■ **WORK TO BE COMPLETED**
The number of lines below containing the word "configuration" is all that should be returned.

■ **INFORMATION SUPPLIED**
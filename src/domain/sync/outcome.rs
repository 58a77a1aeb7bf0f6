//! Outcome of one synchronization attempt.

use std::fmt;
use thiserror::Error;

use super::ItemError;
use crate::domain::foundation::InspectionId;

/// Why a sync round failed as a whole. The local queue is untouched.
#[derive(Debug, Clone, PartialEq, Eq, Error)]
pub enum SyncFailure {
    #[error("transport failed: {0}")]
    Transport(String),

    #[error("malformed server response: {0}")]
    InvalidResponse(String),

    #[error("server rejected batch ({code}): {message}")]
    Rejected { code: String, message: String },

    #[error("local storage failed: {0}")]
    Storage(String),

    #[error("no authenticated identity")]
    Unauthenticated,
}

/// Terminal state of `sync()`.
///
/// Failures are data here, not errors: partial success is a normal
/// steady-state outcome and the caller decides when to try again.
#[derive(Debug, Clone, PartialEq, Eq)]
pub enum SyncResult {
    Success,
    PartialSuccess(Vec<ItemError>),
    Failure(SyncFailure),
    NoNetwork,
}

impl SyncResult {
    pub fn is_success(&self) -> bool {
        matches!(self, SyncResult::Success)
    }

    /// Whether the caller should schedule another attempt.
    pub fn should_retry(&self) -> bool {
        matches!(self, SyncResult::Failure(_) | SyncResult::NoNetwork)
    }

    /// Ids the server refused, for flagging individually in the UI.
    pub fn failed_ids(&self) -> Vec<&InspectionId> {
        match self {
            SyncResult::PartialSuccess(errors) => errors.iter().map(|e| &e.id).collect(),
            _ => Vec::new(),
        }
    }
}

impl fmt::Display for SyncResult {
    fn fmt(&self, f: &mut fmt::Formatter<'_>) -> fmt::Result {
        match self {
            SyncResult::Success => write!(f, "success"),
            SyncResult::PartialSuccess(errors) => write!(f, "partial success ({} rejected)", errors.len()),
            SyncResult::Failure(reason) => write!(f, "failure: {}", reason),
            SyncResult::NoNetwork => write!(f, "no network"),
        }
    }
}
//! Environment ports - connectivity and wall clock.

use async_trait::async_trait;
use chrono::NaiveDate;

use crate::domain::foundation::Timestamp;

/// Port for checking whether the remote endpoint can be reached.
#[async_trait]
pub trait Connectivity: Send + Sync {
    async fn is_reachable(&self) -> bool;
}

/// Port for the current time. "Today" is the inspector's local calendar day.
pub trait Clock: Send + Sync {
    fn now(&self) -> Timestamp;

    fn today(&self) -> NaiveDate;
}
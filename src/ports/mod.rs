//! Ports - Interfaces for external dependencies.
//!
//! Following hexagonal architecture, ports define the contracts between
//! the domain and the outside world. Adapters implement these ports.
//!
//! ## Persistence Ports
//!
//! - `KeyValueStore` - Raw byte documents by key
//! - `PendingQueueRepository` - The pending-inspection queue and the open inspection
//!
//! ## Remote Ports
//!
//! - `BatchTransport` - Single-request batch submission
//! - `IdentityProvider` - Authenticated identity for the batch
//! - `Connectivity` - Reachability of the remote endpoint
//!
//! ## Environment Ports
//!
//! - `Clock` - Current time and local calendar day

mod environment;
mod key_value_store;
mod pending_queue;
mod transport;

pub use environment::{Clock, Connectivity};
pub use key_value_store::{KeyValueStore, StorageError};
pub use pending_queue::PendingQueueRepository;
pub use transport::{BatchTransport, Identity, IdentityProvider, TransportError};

* * *

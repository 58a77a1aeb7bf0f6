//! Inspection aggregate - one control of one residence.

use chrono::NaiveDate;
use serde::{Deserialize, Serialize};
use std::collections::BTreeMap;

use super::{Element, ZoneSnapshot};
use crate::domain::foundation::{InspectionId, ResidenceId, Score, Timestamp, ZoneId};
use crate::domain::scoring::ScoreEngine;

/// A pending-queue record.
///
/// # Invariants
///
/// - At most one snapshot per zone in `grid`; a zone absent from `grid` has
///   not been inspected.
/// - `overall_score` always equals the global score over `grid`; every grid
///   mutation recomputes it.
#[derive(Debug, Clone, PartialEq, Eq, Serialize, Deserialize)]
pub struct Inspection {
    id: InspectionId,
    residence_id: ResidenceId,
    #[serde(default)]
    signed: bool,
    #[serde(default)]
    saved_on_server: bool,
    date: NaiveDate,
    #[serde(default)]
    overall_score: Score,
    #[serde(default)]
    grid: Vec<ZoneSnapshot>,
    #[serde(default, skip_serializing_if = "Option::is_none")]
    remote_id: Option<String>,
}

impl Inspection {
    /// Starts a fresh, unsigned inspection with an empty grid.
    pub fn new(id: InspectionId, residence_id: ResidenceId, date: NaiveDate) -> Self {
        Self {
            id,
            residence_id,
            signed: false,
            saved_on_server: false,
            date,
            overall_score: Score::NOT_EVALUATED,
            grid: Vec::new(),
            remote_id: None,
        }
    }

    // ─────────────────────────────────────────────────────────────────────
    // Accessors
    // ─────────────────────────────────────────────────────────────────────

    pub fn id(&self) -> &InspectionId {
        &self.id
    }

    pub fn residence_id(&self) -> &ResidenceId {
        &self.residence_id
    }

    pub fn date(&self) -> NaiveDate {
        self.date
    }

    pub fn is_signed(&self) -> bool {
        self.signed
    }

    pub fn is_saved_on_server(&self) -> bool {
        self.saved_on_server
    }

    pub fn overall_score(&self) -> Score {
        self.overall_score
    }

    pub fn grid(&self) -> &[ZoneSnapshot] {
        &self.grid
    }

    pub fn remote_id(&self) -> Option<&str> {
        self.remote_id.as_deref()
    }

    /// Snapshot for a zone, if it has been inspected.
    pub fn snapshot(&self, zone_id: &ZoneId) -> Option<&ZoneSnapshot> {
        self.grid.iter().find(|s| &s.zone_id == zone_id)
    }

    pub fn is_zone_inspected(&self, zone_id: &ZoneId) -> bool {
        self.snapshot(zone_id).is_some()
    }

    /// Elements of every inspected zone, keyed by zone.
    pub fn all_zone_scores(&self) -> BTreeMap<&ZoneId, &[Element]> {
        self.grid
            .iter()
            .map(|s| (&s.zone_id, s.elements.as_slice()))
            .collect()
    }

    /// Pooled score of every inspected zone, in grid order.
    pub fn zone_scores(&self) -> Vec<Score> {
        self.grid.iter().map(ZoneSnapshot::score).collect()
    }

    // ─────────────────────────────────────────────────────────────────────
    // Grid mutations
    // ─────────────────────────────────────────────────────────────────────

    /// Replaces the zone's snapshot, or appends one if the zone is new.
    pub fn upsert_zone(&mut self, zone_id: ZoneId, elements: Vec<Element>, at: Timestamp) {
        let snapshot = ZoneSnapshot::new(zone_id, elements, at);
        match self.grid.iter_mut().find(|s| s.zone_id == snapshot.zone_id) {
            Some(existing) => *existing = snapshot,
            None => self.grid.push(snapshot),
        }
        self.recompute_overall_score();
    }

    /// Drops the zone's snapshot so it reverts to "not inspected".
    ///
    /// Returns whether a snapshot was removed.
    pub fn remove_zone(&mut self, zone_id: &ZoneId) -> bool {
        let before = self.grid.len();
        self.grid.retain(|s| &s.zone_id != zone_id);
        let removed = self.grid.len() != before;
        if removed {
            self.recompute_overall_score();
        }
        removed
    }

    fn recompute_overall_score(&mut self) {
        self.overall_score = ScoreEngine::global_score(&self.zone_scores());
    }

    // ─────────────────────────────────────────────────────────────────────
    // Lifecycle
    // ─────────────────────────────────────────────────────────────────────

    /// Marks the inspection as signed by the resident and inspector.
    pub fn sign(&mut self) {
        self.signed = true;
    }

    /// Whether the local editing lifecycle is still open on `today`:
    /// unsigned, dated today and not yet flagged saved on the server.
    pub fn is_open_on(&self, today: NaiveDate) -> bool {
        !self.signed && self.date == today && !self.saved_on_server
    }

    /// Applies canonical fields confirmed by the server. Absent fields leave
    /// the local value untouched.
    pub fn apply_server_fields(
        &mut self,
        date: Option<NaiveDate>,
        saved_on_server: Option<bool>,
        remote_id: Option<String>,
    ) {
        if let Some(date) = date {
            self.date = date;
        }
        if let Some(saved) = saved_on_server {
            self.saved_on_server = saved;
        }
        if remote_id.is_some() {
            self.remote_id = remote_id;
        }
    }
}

==

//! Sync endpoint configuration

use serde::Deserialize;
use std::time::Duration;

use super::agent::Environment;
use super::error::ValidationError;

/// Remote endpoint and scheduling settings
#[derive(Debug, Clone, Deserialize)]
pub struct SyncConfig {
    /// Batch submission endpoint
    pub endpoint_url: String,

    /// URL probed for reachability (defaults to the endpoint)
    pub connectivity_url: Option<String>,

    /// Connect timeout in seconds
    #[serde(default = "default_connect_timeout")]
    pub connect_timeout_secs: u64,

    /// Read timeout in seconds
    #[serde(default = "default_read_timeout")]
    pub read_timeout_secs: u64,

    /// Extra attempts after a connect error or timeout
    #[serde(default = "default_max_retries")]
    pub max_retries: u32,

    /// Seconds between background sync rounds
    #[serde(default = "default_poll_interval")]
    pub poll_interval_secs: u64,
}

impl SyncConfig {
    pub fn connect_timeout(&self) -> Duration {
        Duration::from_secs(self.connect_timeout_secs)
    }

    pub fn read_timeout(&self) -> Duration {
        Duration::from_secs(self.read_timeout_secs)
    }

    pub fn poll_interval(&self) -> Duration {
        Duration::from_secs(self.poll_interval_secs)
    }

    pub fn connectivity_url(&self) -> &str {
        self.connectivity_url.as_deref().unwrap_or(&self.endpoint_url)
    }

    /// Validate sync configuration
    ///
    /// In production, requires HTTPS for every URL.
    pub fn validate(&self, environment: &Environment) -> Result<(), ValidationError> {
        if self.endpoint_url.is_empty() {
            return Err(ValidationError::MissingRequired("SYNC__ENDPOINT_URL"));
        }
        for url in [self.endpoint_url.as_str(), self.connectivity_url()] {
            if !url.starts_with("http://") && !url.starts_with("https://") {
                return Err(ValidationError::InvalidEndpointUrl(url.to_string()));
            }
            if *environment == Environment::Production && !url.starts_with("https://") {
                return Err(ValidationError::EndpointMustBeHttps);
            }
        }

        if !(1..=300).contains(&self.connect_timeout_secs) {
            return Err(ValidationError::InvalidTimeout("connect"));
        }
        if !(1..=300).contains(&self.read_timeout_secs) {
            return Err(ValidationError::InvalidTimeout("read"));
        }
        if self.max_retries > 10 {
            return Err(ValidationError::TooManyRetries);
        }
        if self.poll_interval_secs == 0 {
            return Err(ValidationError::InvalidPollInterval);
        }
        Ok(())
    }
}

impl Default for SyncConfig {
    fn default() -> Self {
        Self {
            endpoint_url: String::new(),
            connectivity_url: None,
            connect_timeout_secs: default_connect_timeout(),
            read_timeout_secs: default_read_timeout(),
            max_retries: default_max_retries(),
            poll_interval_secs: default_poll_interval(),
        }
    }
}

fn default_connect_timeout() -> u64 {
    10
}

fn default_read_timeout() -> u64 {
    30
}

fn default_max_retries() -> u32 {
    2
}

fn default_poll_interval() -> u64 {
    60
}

■ **EXPECTED ANSWER**
2